Cornélius fez do que já foi vergonha motivo de orgulho. Não, ninguém se orgulha de ter sido preso. Orgulho do depois. “Eu sempre digo que não importa o que fizeram conosco. Importa agora o que fazemos com o que fizeram conosco”, afirma. Antes mesmo das grades do IPPOO 2, em Itaitinga, município da Região Metropolitana de Fortaleza (RMF), o nigeriano precisou aprender Português. Foi sua primeira estratégia de sobreviver ao regime do sistema penal e, paralelo a isso, ao sistema criado pelos próprios presos.

“Pagava o aluguel da cela. Quando é para ver de mal, a África é um lugar pobre, mas quando tem interesse próprio, o estrangeiro, não importa de onde, é visto na cadeia como uma pessoa que tem dinheiro. Estrangeiro tem dinheiro”.

Mas estrangeiro não tem advogado. É comum aos condenados por tráfico internacional aguardarem o amparo jurídico de um defensor público, que nem sempre vem. O que não veio para Cornélius. Ele foi atrás. Quando lhe foi recusado habeas corpus, mesmo em cumprimento da pena em que o juiz em primeira instância sentenciou, sem qualquer pronunciamento de um advogado de defesa nem o defensor ter arrolado as testemunhas do processo, Cornélius foi atrás de novo.

A sentença em seu favor, sob alegação de que não foi permitido defesa, só foi conseguida anos depois, por meio de decisão do ministro César Pelluzo, do Supremo Tribunal Federal (STF): “o paciente teve cerceado o direito de defesa, pois seu advogado regularmente constituído não foi intimado para os atos processuais”. O judiciário foi apenas uma das travessias de Cornélius.

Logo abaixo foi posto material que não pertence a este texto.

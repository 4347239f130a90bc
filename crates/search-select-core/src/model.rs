use crate::command::Command;
use crate::subscription::Subscription;
use ratatui::Frame;

/// The top-level application trait, following the [Elm Architecture].
///
/// The runtime drives an **init -> update -> view** cycle:
///
/// 1. [`init`](Model::init) creates the initial state and may return a
///    [`Command`].
/// 2. [`view`](Model::view) renders the current state to a [`ratatui::Frame`].
/// 3. Terminal events arrive as messages through [`Subscription`]s.
/// 4. [`update`](Model::update) processes each message and optionally returns
///    a [`Command`].
/// 5. Steps 2--4 repeat until a [`Command::quit`] is returned.
///
/// [Elm Architecture]: https://guide.elm-lang.org/architecture/
pub trait Model: Sized + Send + 'static {
    /// The application's message type.
    type Message: Send + 'static;

    /// Initialization data passed to [`Model::init`]. Use `()` when none is
    /// needed.
    type Flags: Send + 'static;

    /// Create the initial model state and an optional startup command.
    fn init(flags: Self::Flags) -> (Self, Command<Self::Message>);

    /// Process a message, mutate state, and return a command for side effects.
    ///
    /// After `update` returns, the runtime re-renders and reconciles
    /// [`subscriptions`](Model::subscriptions).
    fn update(&mut self, msg: Self::Message) -> Command<Self::Message>;

    /// Render the current state. Should read `self` only.
    fn view(&self, frame: &mut Frame);

    /// Declare active subscriptions. Called after every update.
    ///
    /// The runtime diffs the returned list against the previously active set
    /// by [`SubscriptionId`](crate::SubscriptionId): new ones are started,
    /// missing ones are aborted.
    fn subscriptions(&self) -> Vec<Subscription<Self::Message>> {
        vec![]
    }
}
//! Route definitions for `/clients`.

use axum::routing::get;
use axum::Router;

use crate::handlers::client;
use crate::state::AppState;

/// ```text
/// GET    /          list
/// POST   /          create
/// GET    /{id}      get_by_id
/// ```
pub fn router() -> Router<AppState> {
    Router::new()
        .route("/", get(client::list).post(client::create))
        .route("/{id}", get(client::get_by_id))
}
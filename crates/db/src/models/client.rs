//! Client (building owner) model.

use serde::{Deserialize, Serialize};
use slf_core::types::{DbId, Timestamp};
use sqlx::FromRow;

/// A row from the `clients` table.
#[derive(Debug, Clone, FromRow, Serialize)]
pub struct Client {
    pub id: DbId,
    pub name: String,
    pub company_name: Option<String>,
    pub email: Option<String>,
    pub phone: Option<String>,
    pub address: Option<String>,
    pub created_by: Option<DbId>,
    pub created_at: Timestamp,
    pub updated_at: Timestamp,
}

#[derive(Debug, Clone, Deserialize)]
pub struct CreateClient {
    pub name: String,
    pub company_name: Option<String>,
    pub email: Option<String>,
    pub phone: Option<String>,
    pub address: Option<String>,
}
//! Bearer-token authentication.
//!
//! Tokens are issued by the external identity provider and signed with a
//! shared HS256 secret; this service only validates them.

pub mod jwt;
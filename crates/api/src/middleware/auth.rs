//! JWT-based authentication extractor.

use axum::extract::FromRequestParts;
use axum::http::request::Parts;
use slf_core::error::CoreError;
use slf_core::roles::Role;
use slf_core::types::DbId;

use crate::auth::jwt::validate_token;
use crate::error::AppError;
use crate::state::AppState;

/// The caller, extracted from the `Authorization: Bearer <token>` header.
///
/// ```ignore
/// async fn my_handler(user: AuthUser) -> AppResult<Json<()>> {
///     tracing::info!(user_id = user.user_id, role = user.role.as_str(), "handling request");
///     Ok(Json(()))
/// }
/// ```
#[derive(Debug, Clone)]
pub struct AuthUser {
    /// The caller's `profiles.id` (from `claims.sub`).
    pub user_id: DbId,
    pub role: Role,
}

impl AuthUser {
    pub fn is_superadmin(&self) -> bool {
        self.role == Role::Superadmin
    }

    pub fn is_admin(&self) -> bool {
        self.role.is_admin()
    }
}

impl FromRequestParts<AppState> for AuthUser {
    type Rejection = AppError;

    async fn from_request_parts(
        parts: &mut Parts,
        state: &AppState,
    ) -> Result<Self, Self::Rejection> {
        let auth_header = parts
            .headers
            .get("authorization")
            .and_then(|v| v.to_str().ok())
            .ok_or_else(|| {
                AppError::Core(CoreError::Unauthorized(
                    "Missing Authorization header".into(),
                ))
            })?;

        let token = auth_header.strip_prefix("Bearer ").ok_or_else(|| {
            AppError::Core(CoreError::Unauthorized(
                "Invalid Authorization format. Expected: Bearer <token>".into(),
            ))
        })?;

        let claims = validate_token(token, &state.config.jwt).map_err(|_| {
            AppError::Core(CoreError::Unauthorized("Invalid or expired token".into()))
        })?;

        let role = Role::from_str_db(&claims.role).map_err(|_| {
            AppError::Core(CoreError::Unauthorized(format!(
                "Token carries unknown role '{}'",
                claims.role
            )))
        })?;

        Ok(AuthUser {
            user_id: claims.sub,
            role,
        })
    }
}
//! Repository for the `notifications` table.

use slf_core::types::DbId;
use sqlx::{PgPool, Postgres, Transaction};

use crate::models::notification::{CreateNotification, Notification};

const COLUMNS: &str =
    "id, recipient_id, sender_id, type, message, project_id, is_read, read_at, created_at";

const INSERT: &str = "INSERT INTO notifications (recipient_id, sender_id, type, message, project_id) \
     VALUES ($1, $2, $3, $4, $5) \
     RETURNING id";

pub struct NotificationRepo;

impl NotificationRepo {
    /// Create a notification, returning the generated ID.
    pub async fn create(pool: &PgPool, input: &CreateNotification) -> Result<DbId, sqlx::Error> {
        sqlx::query_scalar(INSERT)
            .bind(input.recipient_id)
            .bind(input.sender_id)
            .bind(&input.notification_type)
            .bind(&input.message)
            .bind(input.project_id)
            .fetch_one(pool)
            .await
    }

    pub(crate) async fn insert_inner(
        tx: &mut Transaction<'_, Postgres>,
        input: &CreateNotification,
    ) -> Result<DbId, sqlx::Error> {
        sqlx::query_scalar(INSERT)
            .bind(input.recipient_id)
            .bind(input.sender_id)
            .bind(&input.notification_type)
            .bind(&input.message)
            .bind(input.project_id)
            .fetch_one(&mut **tx)
            .await
    }

    /// List a user's notifications, newest first.
    pub async fn list_for_user(
        pool: &PgPool,
        user_id: DbId,
        unread_only: bool,
        limit: i64,
        offset: i64,
    ) -> Result<Vec<Notification>, sqlx::Error> {
        let filter = if unread_only {
            "AND is_read = false"
        } else {
            ""
        };
        let query = format!(
            "SELECT {COLUMNS} FROM notifications \
             WHERE recipient_id = $1 {filter} \
             ORDER BY created_at DESC, id DESC \
             LIMIT $2 OFFSET $3"
        );
        sqlx::query_as::<_, Notification>(&query)
            .bind(user_id)
            .bind(limit)
            .bind(offset)
            .fetch_all(pool)
            .await
    }

    /// Mark one of the user's notifications read. Returns `false` if it was
    /// not found for that user or was already read.
    pub async fn mark_read(
        pool: &PgPool,
        notification_id: DbId,
        user_id: DbId,
    ) -> Result<bool, sqlx::Error> {
        let result = sqlx::query(
            "UPDATE notifications SET is_read = true, read_at = NOW() \
             WHERE id = $1 AND recipient_id = $2 AND is_read = false",
        )
        .bind(notification_id)
        .bind(user_id)
        .execute(pool)
        .await?;
        Ok(result.rows_affected() > 0)
    }

    /// Returns the number of notifications marked read.
    pub async fn mark_all_read(pool: &PgPool, user_id: DbId) -> Result<u64, sqlx::Error> {
        let result = sqlx::query(
            "UPDATE notifications SET is_read = true, read_at = NOW() \
             WHERE recipient_id = $1 AND is_read = false",
        )
        .bind(user_id)
        .execute(pool)
        .await?;
        Ok(result.rows_affected())
    }

    pub async fn unread_count(pool: &PgPool, user_id: DbId) -> Result<i64, sqlx::Error> {
        let count: Option<i64> = sqlx::query_scalar(
            "SELECT COUNT(*) FROM notifications WHERE recipient_id = $1 AND is_read = false",
        )
        .bind(user_id)
        .fetch_one(pool)
        .await?;
        Ok(count.unwrap_or(0))
    }
}
//! Inspection status moves and scheduling checks.

use chrono::NaiveTime;
use serde::{Deserialize, Serialize};

use crate::error::CoreError;

#[derive(Debug, Clone, Copy, PartialEq, Eq, Serialize, Deserialize)]
#[serde(rename_all = "snake_case")]
pub enum InspectionStatus {
    Scheduled,
    InProgress,
    Completed,
    Cancelled,
    Rejected,
}

impl InspectionStatus {
    pub const ALL: [InspectionStatus; 5] = [
        Self::Scheduled,
        Self::InProgress,
        Self::Completed,
        Self::Cancelled,
        Self::Rejected,
    ];

    pub fn from_str_db(s: &str) -> Result<Self, CoreError> {
        Self::ALL
            .into_iter()
            .find(|st| st.as_str() == s)
            .ok_or_else(|| CoreError::Validation(format!("Invalid inspection status '{s}'")))
    }

    pub fn as_str(self) -> &'static str {
        match self {
            Self::Scheduled => "scheduled",
            Self::InProgress => "in_progress",
            Self::Completed => "completed",
            Self::Cancelled => "cancelled",
            Self::Rejected => "rejected",
        }
    }

    pub fn next_allowed(self) -> &'static [InspectionStatus] {
        match self {
            Self::Scheduled => &[Self::InProgress, Self::Cancelled, Self::Rejected],
            Self::InProgress => &[Self::Completed, Self::Cancelled],
            Self::Completed | Self::Cancelled | Self::Rejected => &[],
        }
    }

    /// Checklist answers and photos are only accepted while in progress.
    pub fn accepts_evidence(self) -> bool {
        self == Self::InProgress
    }
}

pub fn validate_transition(
    current: InspectionStatus,
    next: InspectionStatus,
) -> Result<(), CoreError> {
    if current.next_allowed().contains(&next) {
        Ok(())
    } else {
        Err(CoreError::Conflict(format!(
            "Cannot move inspection from '{}' to '{}'",
            current.as_str(),
            next.as_str()
        )))
    }
}

/// Both times are optional; when both are present the window must be positive.
pub fn validate_time_window(
    start: Option<NaiveTime>,
    end: Option<NaiveTime>,
) -> Result<(), CoreError> {
    match (start, end) {
        (Some(s), Some(e)) if e <= s => Err(CoreError::Validation(format!(
            "Inspection end time {e} must be after start time {s}"
        ))),
        _ => Ok(()),
    }
}

#[cfg(test)]
mod tests {
    use assert_matches::assert_matches;

    use super::*;

    #[test]
    fn scheduled_inspection_can_start_or_be_dropped() {
        use InspectionStatus::*;
        assert!(validate_transition(Scheduled, InProgress).is_ok());
        assert!(validate_transition(Scheduled, Cancelled).is_ok());
        assert!(validate_transition(Scheduled, Rejected).is_ok());
        assert_matches!(
            validate_transition(Scheduled, Completed),
            Err(CoreError::Conflict(_))
        );
    }

    #[test]
    fn finished_inspections_are_terminal() {
        use InspectionStatus::*;
        for status in [Completed, Cancelled, Rejected] {
            assert!(status.next_allowed().is_empty());
        }
    }

    #[test]
    fn evidence_only_while_in_progress() {
        assert!(InspectionStatus::InProgress.accepts_evidence());
        assert!(!InspectionStatus::Scheduled.accepts_evidence());
        assert!(!InspectionStatus::Completed.accepts_evidence());
    }

    #[test]
    fn time_window() {
        let nine = NaiveTime::from_hms_opt(9, 0, 0);
        let noon = NaiveTime::from_hms_opt(12, 0, 0);
        assert!(validate_time_window(nine, noon).is_ok());
        assert!(validate_time_window(noon, nine).is_err());
        assert!(validate_time_window(nine, nine).is_err());
        assert!(validate_time_window(None, nine).is_ok());
    }
}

A barreira da língua, sua segunda prisão, foi vencida ao ser alfabetizado na penitenciária, além de cursar os ensinos Fundamental e Médio.

Quando o pai de Bruna Vitória queria mais, correu atrás: em carta ao professor e padre Pietro Sartorel, do Instituto de Ciências Religiosas da Arquidiocese de Fortaleza, falou do desejo de cursar bacharelado em Teologia, teoricamente impossível em um regime fechado. Foi quando a instituição tentou, e conseguiu, junto ao Ministério da Educação o que se tornou o primeiro curso superior dentro de uma penitenciária do Nordeste. “Nada do que conquistei foi fácil” até pode soar fácil para alguns, quando entre os que dizem está Cornélius Ezeoeke.

Negro, africano, egresso do sistema penal brasileiro tornou-se uma espécie de troféu para a Secretaria da Justiça do Estado do Ceará (Sejus), onde trabalha – e o único lugar onde diz terem-no aceitado. Mas com pós-graduação em Segurança Pública, dois livros publicados – “Penas mais rígidas: justiça ou vingança?” e “Paradoxos do Cárcere” – e dezenas de palestras onde é convidado, Cornélius tem que se contentar com um contrato terceirizado como eletricista.